PicoShells’ permeability can bring the lab to the industrial environment, allowing testing at a sectioned-off area of a working facility. Growth can occur more quickly and cell strains that perform well can be identified and selected for further screening. 

According to the researchers, another advantage of this new tool is that the analysis of millions of PicoShells is automated since they are also compatible with standard lab equipment used for high-volume cell processing.

Massive groups of cells, up to 10 million in one day, can be sorted and organized by certain characteristics. Continuous analysis could result in ideal sets of cells — ones that are already performing well in the environment with suitable temperature, nutrient composition and other properties that could be used in mass production — in just a few days rather than the several months it would take using current technologies.

The shells can be engineered to burst when the cells inside have divided and grown beyond their peak volume. Those free cells are still viable and can be recaptured for continued research or further selection. The researchers can also create shells with chemical groups that break down when exposed to biocompatible reagent, enabling a multifaceted approach to release selected cells.

“If we want to zero in on algae that are the best at producing biofuels, we can use PicoShells to organize, grow and process millions of single algal cells,” said lead author Mark van Zee, a bioengineering graduate student at UCLA Samueli. “And we can do that in machines that sort them using fluorescent tags that light up to signify fuel levels.”

Currently, cultivating and comparing such microorganisms are done mostly using traditional lab tools, such as microwell plates — cartons that hold several dozen small test tube-like volumes. However, these methods are slow and it is difficult to quantify their effectiveness because it can take weeks or months to grow large colonies for study. Other approaches, such as water-in-oil droplet emulsions, can be used to analyze cells in smaller volumes, but surrounding oils prevent the free exchange of medium into the water drops. Even cells or microorganisms that perform well in lab conditions may not do as well once they are placed in industrial environments, such as bioreactors or outdoor cultivation farms. As a result, cell strains that are developed in the lab often do not exhibit the same beneficial characteristic behavior when transferred to industrial production. 

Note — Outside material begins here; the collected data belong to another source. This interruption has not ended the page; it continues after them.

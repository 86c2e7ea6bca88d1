use super::*;

#[test]
fn push_assigns_unique_ids() {
    let mut state = ToastState::default();
    state.push_error("one");
    state.push_info("two");
    assert_eq!(state.toasts.len(), 2);
    assert_ne!(state.toasts[0].id, state.toasts[1].id);
    assert_eq!(state.toasts[0].kind, ToastKind::Error);
}

#[test]
fn dismiss_removes_only_the_target() {
    let mut state = ToastState::default();
    state.push_info("keep");
    state.push_info("drop");
    let drop_id = state.toasts[1].id.clone();
    state.dismiss(&drop_id);
    assert_eq!(state.toasts.len(), 1);
    assert_eq!(state.toasts[0].message, "keep");
}

#[test]
fn queue_is_capped_dropping_oldest() {
    let mut state = ToastState::default();
    for i in 0..7 {
        state.push_info(format!("m{i}"));
    }
    assert_eq!(state.toasts.len(), 4);
    assert_eq!(state.toasts[0].message, "m3");
    assert_eq!(state.toasts[3].message, "m6");
}
//! HTTP request pipeline with cookie credentials and 401 recovery.
//!
//! Every request goes through one pipeline that includes credentials
//! (httpOnly session cookies set by the API; the client never touches
//! tokens). A 401 response triggers at most one silent call to the refresh
//! endpoint followed by at most one replay of the original request.
//!
//! Client-side (hydrate): real HTTP calls via `gloo-net`.
//! Server-side (SSR): stubs returning a network error, since the API is
//! only reachable from the browser.
//!
//! RECOVERY POLICY
//! ===============
//! The refresh decision is the pure function [`on_unauthorized`]; the
//! transport code never refreshes recursively. Requests that already target
//! `/api/auth/*` are never refreshed (a 401 from the refresh endpoint must
//! not trigger another refresh), and a 401 on a replayed request is
//! surfaced as [`ApiError::SessionExpired`].

#![allow(clippy::unused_async)]

#[cfg(test)]
#[path = "http_test.rs"]
mod http_test;

use serde::de::DeserializeOwned;

/// Failure taxonomy for API calls.
///
/// `SessionExpired` is the terminal authentication error: refresh failed or
/// a replayed request was rejected again. Callers clear the session when
/// they see it; the route guard then performs the login redirect.
#[derive(Clone, Debug, PartialEq, Eq, thiserror::Error)]
pub enum ApiError {
    #[error("cannot reach server: {0}")]
    Network(String),
    #[error("session expired")]
    SessionExpired,
    #[error("request failed with status {0}")]
    Status(u16),
    #[error("invalid response body: {0}")]
    Decode(String),
}

/// HTTP methods used by this client.
#[derive(Clone, Copy, Debug, PartialEq, Eq)]
pub enum Method {
    Get,
    Post,
    Delete,
}

/// What to do about a 401 response.
#[derive(Clone, Copy, Debug, PartialEq, Eq)]
pub enum Recovery {
    /// Call the refresh endpoint once, then replay the original request once.
    RefreshAndRetry,
    /// Surface the 401 to the caller without refreshing.
    Surface,
}

/// True for requests targeting the auth endpoints themselves.
#[must_use]
pub fn is_auth_path(path: &str) -> bool {
    path.starts_with("/api/auth/")
}

/// Decide how to handle a 401 for the given request.
///
/// `already_retried` is the per-request marker that prevents more than one
/// refresh per originating request; it is set after the first replay and
/// never cleared, so a second 401 can never trigger a second refresh.
#[must_use]
pub fn on_unauthorized(path: &str, already_retried: bool) -> Recovery {
    if already_retried || is_auth_path(path) {
        Recovery::Surface
    } else {
        Recovery::RefreshAndRetry
    }
}

/// Send a request and decode a JSON response body.
///
/// # Errors
///
/// Returns [`ApiError::Network`] when the server is unreachable (always on
/// SSR), [`ApiError::SessionExpired`] on terminal 401s, [`ApiError::Status`]
/// for other non-2xx responses, and [`ApiError::Decode`] for bad bodies.
pub async fn request_json<T: DeserializeOwned>(
    method: Method,
    path: &str,
    body: Option<serde_json::Value>,
) -> Result<T, ApiError> {
    #[cfg(feature = "hydrate")]
    {
        let resp = send_with_recovery(method, path, body.as_ref()).await?;
        resp.json::<T>()
            .await
            .map_err(|e| ApiError::Decode(e.to_string()))
    }
    #[cfg(not(feature = "hydrate"))]
    {
        let _ = (method, path, body);
        Err(ApiError::Network("not available on server".to_owned()))
    }
}

/// Send a request and discard the response body.
///
/// # Errors
///
/// Same taxonomy as [`request_json`].
pub async fn request_unit(
    method: Method,
    path: &str,
    body: Option<serde_json::Value>,
) -> Result<(), ApiError> {
    #[cfg(feature = "hydrate")]
    {
        send_with_recovery(method, path, body.as_ref()).await.map(|_| ())
    }
    #[cfg(not(feature = "hydrate"))]
    {
        let _ = (method, path, body);
        Err(ApiError::Network("not available on server".to_owned()))
    }
}

/// Send once; on 401, refresh at most once and replay at most once.
#[cfg(feature = "hydrate")]
async fn send_with_recovery(
    method: Method,
    path: &str,
    body: Option<&serde_json::Value>,
) -> Result<gloo_net::http::Response, ApiError> {
    let resp = send_once(method, path, body).await?;
    if resp.status() != 401 {
        return check_status(resp);
    }

    match on_unauthorized(path, false) {
        Recovery::Surface => check_status(resp),
        Recovery::RefreshAndRetry => {
            refresh_session().await?;
            let replayed = send_once(method, path, body).await?;
            if replayed.status() == 401 {
                // The replay already consumed the one allowed refresh.
                return Err(ApiError::SessionExpired);
            }
            check_status(replayed)
        }
    }
}

/// Call the refresh endpoint once. Never retried, never recursive.
#[cfg(feature = "hydrate")]
async fn refresh_session() -> Result<(), ApiError> {
    let resp = send_once(Method::Post, "/api/auth/refresh", None).await?;
    if resp.ok() {
        Ok(())
    } else {
        leptos::logging::warn!("session refresh rejected with status {}", resp.status());
        Err(ApiError::SessionExpired)
    }
}

#[cfg(feature = "hydrate")]
fn check_status(resp: gloo_net::http::Response) -> Result<gloo_net::http::Response, ApiError> {
    if resp.ok() {
        Ok(resp)
    } else {
        Err(ApiError::Status(resp.status()))
    }
}

/// Build and send a single request with credentials included.
#[cfg(feature = "hydrate")]
async fn send_once(
    method: Method,
    path: &str,
    body: Option<&serde_json::Value>,
) -> Result<gloo_net::http::Response, ApiError> {
    use gloo_net::http::Request;

    let builder = match method {
        Method::Get => Request::get(path),
        Method::Post => Request::post(path),
        Method::Delete => Request::delete(path),
    }
    .credentials(web_sys::RequestCredentials::Include);

    let request = match body {
        Some(json) => builder
            .json(json)
            .map_err(|e| ApiError::Network(e.to_string()))?,
        None => builder
            .build()
            .map_err(|e| ApiError::Network(e.to_string()))?,
    };

    request
        .send()
        .await
        .map_err(|e| ApiError::Network(e.to_string()))
}
use super::*;

// =============================================================
// Encoding
// =============================================================

#[test]
fn encode_escapes_path_separators() {
    assert_eq!(encode_component("/app/applications"), "%2Fapp%2Fapplications");
}

#[test]
fn encode_keeps_unreserved_characters() {
    assert_eq!(encode_component("abc-XYZ_0.9~"), "abc-XYZ_0.9~");
}

#[test]
fn encode_decode_round_trips() {
    let original = "/jobs/42?from=search results";
    let decoded = decode_component(&encode_component(original)).unwrap();
    assert_eq!(decoded, original);
}

// =============================================================
// Decoding
// =============================================================

#[test]
fn decode_rejects_truncated_escape() {
    assert!(decode_component("%2").is_none());
    assert!(decode_component("abc%").is_none());
}

#[test]
fn decode_rejects_non_hex_escape() {
    assert!(decode_component("%zz").is_none());
}

#[test]
fn decode_treats_plus_as_space() {
    assert_eq!(decode_component("a+b").unwrap(), "a b");
}

// =============================================================
// redirectTo extraction
// =============================================================

#[test]
fn redirect_target_reads_internal_path() {
    assert_eq!(
        redirect_target("?redirectTo=%2Fapp%2Fapplications").as_deref(),
        Some("/app/applications")
    );
}

#[test]
fn redirect_target_ignores_other_params() {
    assert_eq!(
        redirect_target("?utm=x&redirectTo=%2Fjobs%2F7&y=1").as_deref(),
        Some("/jobs/7")
    );
}

#[test]
fn redirect_target_rejects_external_url() {
    assert!(redirect_target("?redirectTo=https%3A%2F%2Fevil.test").is_none());
}

#[test]
fn redirect_target_rejects_scheme_relative_path() {
    assert!(redirect_target("?redirectTo=%2F%2Fevil.test").is_none());
}

#[test]
fn redirect_target_absent_when_param_missing() {
    assert!(redirect_target("?q=rust").is_none());
    assert!(redirect_target("").is_none());
}
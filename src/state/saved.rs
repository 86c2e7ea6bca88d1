#[cfg(test)]
#[path = "saved_test.rs"]
mod saved_test;

use std::collections::BTreeSet;

/// Which jobs the signed-in user has saved, shared across list and detail
/// pages so save toggles stay consistent everywhere.
#[derive(Clone, Debug, Default)]
pub struct SavedJobsState {
    pub ids: BTreeSet<String>,
    /// False until the first `/api/saved-jobs` fetch lands.
    pub loaded: bool,
}

impl SavedJobsState {
    /// Replace the set from a full fetch.
    pub fn set_all<I: IntoIterator<Item = String>>(&mut self, ids: I) {
        self.ids = ids.into_iter().collect();
        self.loaded = true;
    }

    pub fn mark_saved(&mut self, id: &str) {
        self.ids.insert(id.to_owned());
    }

    pub fn mark_unsaved(&mut self, id: &str) {
        self.ids.remove(id);
    }

    #[must_use]
    pub fn is_saved(&self, id: &str) -> bool {
        self.ids.contains(id)
    }
}
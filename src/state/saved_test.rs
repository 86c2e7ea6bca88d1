use super::*;

#[test]
fn starts_empty_and_unloaded() {
    let state = SavedJobsState::default();
    assert!(!state.loaded);
    assert!(!state.is_saved("j-1"));
}

#[test]
fn set_all_replaces_and_marks_loaded() {
    let mut state = SavedJobsState::default();
    state.mark_saved("stale");
    state.set_all(["j-1".to_owned(), "j-2".to_owned()]);
    assert!(state.loaded);
    assert!(state.is_saved("j-1"));
    assert!(!state.is_saved("stale"));
}

#[test]
fn toggle_round_trip() {
    let mut state = SavedJobsState::default();
    state.mark_saved("j-1");
    assert!(state.is_saved("j-1"));
    state.mark_unsaved("j-1");
    assert!(!state.is_saved("j-1"));
}
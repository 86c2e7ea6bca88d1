//! The navigation guard: one pure decision for every routed path.
//!
//! DESIGN
//! ======
//! `decide` is a function of `(path, session)` with no state of its own;
//! it never mutates the session. The single reactive adapter in
//! `SessionProvider` applies its verdict, so public pages, auth pages, and
//! the three role areas all share one guard instead of one per routing
//! surface. Until bootstrap resolves, the verdict is `Wait` — no redirect
//! may fire before the session is actually known.

#[cfg(test)]
#[path = "guard_test.rs"]
mod guard_test;

use crate::net::types::Role;
use crate::state::session::SessionState;
use crate::util::urlenc;

/// Path of the sign-in page.
pub const LOGIN_PATH: &str = "/auth/login";

/// Access requirement of a path.
#[derive(Clone, Copy, Debug, PartialEq, Eq)]
pub enum RouteClass {
    /// Anyone, signed in or not.
    Public,
    /// Only sensible while signed out (sign-in, registration).
    AuthOnly,
    /// Requires a session; `Some(role)` additionally pins the area to one
    /// role.
    Protected(Option<Role>),
}

/// Verdict for a navigation.
#[derive(Clone, Debug, PartialEq, Eq)]
pub enum Access {
    Allow,
    /// Bootstrap has not resolved; render the neutral loading view and
    /// decide again once it has.
    Wait,
    Redirect(String),
}

/// Classify a path into its access requirement.
#[must_use]
pub fn classify(path: &str) -> RouteClass {
    if path == "/auth" || path.starts_with("/auth/") {
        RouteClass::AuthOnly
    } else if path == "/app" || path.starts_with("/app/") || path == "/dashboard" {
        RouteClass::Protected(None)
    } else if path == "/employer" || path.starts_with("/employer/") {
        RouteClass::Protected(Some(Role::Employer))
    } else if path == "/admin" || path.starts_with("/admin/") {
        RouteClass::Protected(Some(Role::Admin))
    } else {
        RouteClass::Public
    }
}

/// Default landing page for a role, used after sign-in and when bouncing
/// an authenticated user off an auth-only or wrong-role page.
#[must_use]
pub fn landing(role: Role) -> &'static str {
    match role {
        Role::JobSeeker => "/",
        Role::Employer => "/employer/dashboard",
        Role::Admin => "/admin",
        Role::Unknown => "/dashboard",
    }
}

/// Build the login path carrying the original destination.
#[must_use]
pub fn login_redirect(path: &str) -> String {
    if path.is_empty() || path == "/" {
        LOGIN_PATH.to_owned()
    } else {
        format!(
            "{LOGIN_PATH}?{}={}",
            urlenc::REDIRECT_PARAM,
            urlenc::encode_component(path)
        )
    }
}

/// Decide whether the session may see `path`.
#[must_use]
pub fn decide(path: &str, session: &SessionState) -> Access {
    if !session.is_initialized() {
        return Access::Wait;
    }

    match classify(path) {
        RouteClass::Public => Access::Allow,
        RouteClass::AuthOnly => match session.role() {
            // Already signed in: bounce to the role's landing page, never
            // back onto an auth path.
            Some(role) => Access::Redirect(landing(role).to_owned()),
            None => Access::Allow,
        },
        RouteClass::Protected(required) => match session.role() {
            None => Access::Redirect(login_redirect(path)),
            Some(role) => match required {
                Some(required_role) if role != required_role => {
                    // Wrong area for this role: land them on their own
                    // dashboard instead of showing an error.
                    Access::Redirect(landing(role).to_owned())
                }
                _ => Access::Allow,
            },
        },
    }
}
//! The job seeker's saved jobs list.

use leptos::prelude::*;

use crate::components::job_card::JobCard;
use crate::net::api;
use crate::state::saved::SavedJobsState;
use crate::state::session::SessionHandle;
use crate::state::ui::ToastState;

/// Saved jobs page (`/app/saved`). Fetching also refreshes the shared
/// saved-ids set so save toggles elsewhere agree with this list.
#[component]
pub fn SavedJobsPage() -> impl IntoView {
    let session = expect_context::<SessionHandle>();
    let saved = expect_context::<RwSignal<SavedJobsState>>();
    let toasts = expect_context::<RwSignal<ToastState>>();

    let jobs = LocalResource::new(move || async move {
        let result = api::fetch_saved_jobs().await;
        match &result {
            Ok(list) => saved.update(|s| s.set_all(list.iter().map(|j| j.id.clone()))),
            Err(e) => {
                session.absorb_expiry(e);
            }
        }
        result
    });

    let on_unsave = move |job_id: String| {
        #[cfg(feature = "hydrate")]
        {
            let jobs = jobs.clone();
            leptos::task::spawn_local(async move {
                match api::unsave_job(&job_id).await {
                    Ok(()) => {
                        saved.update(|s| s.mark_unsaved(&job_id));
                        jobs.refetch();
                    }
                    Err(e) => {
                        if !session.absorb_expiry(&e) {
                            toasts.update(|t| t.push_error(format!("Could not remove saved job: {e}")));
                        }
                    }
                }
            });
        }
        #[cfg(not(feature = "hydrate"))]
        {
            let _ = (&job_id, &session, &toasts);
        }
    };

    view! {
        <div class="saved-page">
            <h1>"Saved jobs"</h1>
            <Suspense fallback=move || view! { <p>"Loading saved jobs..."</p> }>
                {move || {
                    let on_unsave = on_unsave.clone();
                    jobs.get().map(|result| match result {
                        Ok(list) if list.is_empty() => {
                            view! { <p class="saved-page__empty">"No saved jobs yet."</p> }.into_any()
                        }
                        Ok(list) => view! {
                            <div class="saved-page__grid">
                                {list
                                    .into_iter()
                                    .map(|job| {
                                        let id = job.id.clone();
                                        let on_unsave = on_unsave.clone();
                                        view! {
                                            <div class="saved-page__item">
                                                <JobCard job=job/>
                                                <button class="btn" on:click=move |_| on_unsave(id.clone())>
                                                    "Remove"
                                                </button>
                                            </div>
                                        }
                                    })
                                    .collect::<Vec<_>>()}
                            </div>
                        }
                        .into_any(),
                        Err(e) => {
                            view! { <p class="saved-page__error">{format!("Could not load saved jobs: {e}")}</p> }
                                .into_any()
                        }
                    })
                }}
            </Suspense>
        </div>
    }
}
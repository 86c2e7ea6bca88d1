//! Top navigation bar with auth-aware links and sign-out.

use leptos::prelude::*;
use leptos_router::hooks::use_navigate;

use crate::net::types::Role;
use crate::state::session::SessionHandle;

/// Navigation bar shown on every page once the session is initialized.
#[component]
pub fn NavBar() -> impl IntoView {
    let session = expect_context::<SessionHandle>();
    let navigate = use_navigate();

    let on_sign_out = move |_| {
        #[cfg(feature = "hydrate")]
        {
            let navigate = navigate.clone();
            leptos::task::spawn_local(async move {
                // Best effort: the cookie may already be gone server-side.
                if let Err(e) = crate::net::api::logout().await {
                    leptos::logging::warn!("logout request failed: {e}");
                }
                session.clear();
                navigate("/", NavigateOptions::default());
            });
        }
        #[cfg(not(feature = "hydrate"))]
        {
            let _ = &navigate;
        }
    };

    let role_links = move || match session.get().role() {
        Some(Role::JobSeeker) => view! {
            <a class="nav-bar__link" href="/app/saved">"Saved"</a>
            <a class="nav-bar__link" href="/app/applications">"Applications"</a>
        }
        .into_any(),
        Some(Role::Employer) => view! {
            <a class="nav-bar__link" href="/employer/dashboard">"Dashboard"</a>
        }
        .into_any(),
        Some(Role::Admin) => view! {
            <a class="nav-bar__link" href="/admin">"Admin"</a>
        }
        .into_any(),
        Some(Role::Unknown) => view! {
            <a class="nav-bar__link" href="/dashboard">"Account"</a>
        }
        .into_any(),
        None => ().into_any(),
    };

    let account_area = move || {
        let state = session.get();
        if let Some(user) = state.user() {
            view! {
                <span class="nav-bar__user">{user.name.clone()}</span>
                <button class="btn nav-bar__sign-out" on:click=on_sign_out.clone()>
                    "Sign out"
                </button>
            }
            .into_any()
        } else {
            view! {
                <a class="nav-bar__link" href="/auth/login">"Sign in"</a>
                <a class="nav-bar__link" href="/auth/register">"Register"</a>
            }
            .into_any()
        }
    };

    view! {
        <nav class="nav-bar">
            <a class="nav-bar__brand" href="/">"JobDeck"</a>
            <a class="nav-bar__link" href="/">"Jobs"</a>
            {role_links}
            <span class="nav-bar__spacer"></span>
            {account_area}
        </nav>
    }
}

Microwell plates also are limited in the number of experiments that can be performed, resulting in a great deal of trial and error in finding cell strains that work sufficiently well for mass production.

The researchers demonstrated the new tool by growing colonies of algae and yeast, comparing their growth and viability against other colonies grown in water-in-oil emulsions. For the algae, the team found that PicoShell colonies accumulated biomass rapidly while algae did not grow at all in water-in-oil emulsions. Similar results were found in their yeast experiments. By selecting the top growing algae in PicoShells, the researchers could increase the production of chlorophyll biomass by 8% after only a single cycle. 

The authors said PicoShells could offer a faster alternative to develop new algae and yeast strains, leading to improved biofuels, plastics, carbon-capture materials and even food products and alcoholic beverages. Further refinements to the technology, such as coating the shells with antibodies, could also lead to developing new types of protein-based medicines.

Di Carlo, van Zee and study co-author Joseph de Rutte Ph.D. ’20, a former member of Di Carlo’s research group, are named inventors on a patent application filed by the UCLA Technology Development Group.

The other UCLA authors on the paper are Rose Rumyan, Cayden Williamson, Trevor Burnes, Andrew Sonico Eugenio, Sara Badih, Dong-Hyun Lee and Maani Archang. Randor Radakovits from Synthetic Genomics of San Diego is also an author.

The study was supported by the Presidential Early Career Award for Scientists and Engineers and a planning award from the California NanoSystems Institute (CNSI) at UCLA.

Di Carlo holds faculty appointments in bioengineering, and mechanical and aerospace engineering at UCLA Samueli. He is a member of CNSI and the Jonsson Comprehensive Cancer Center at UCLA.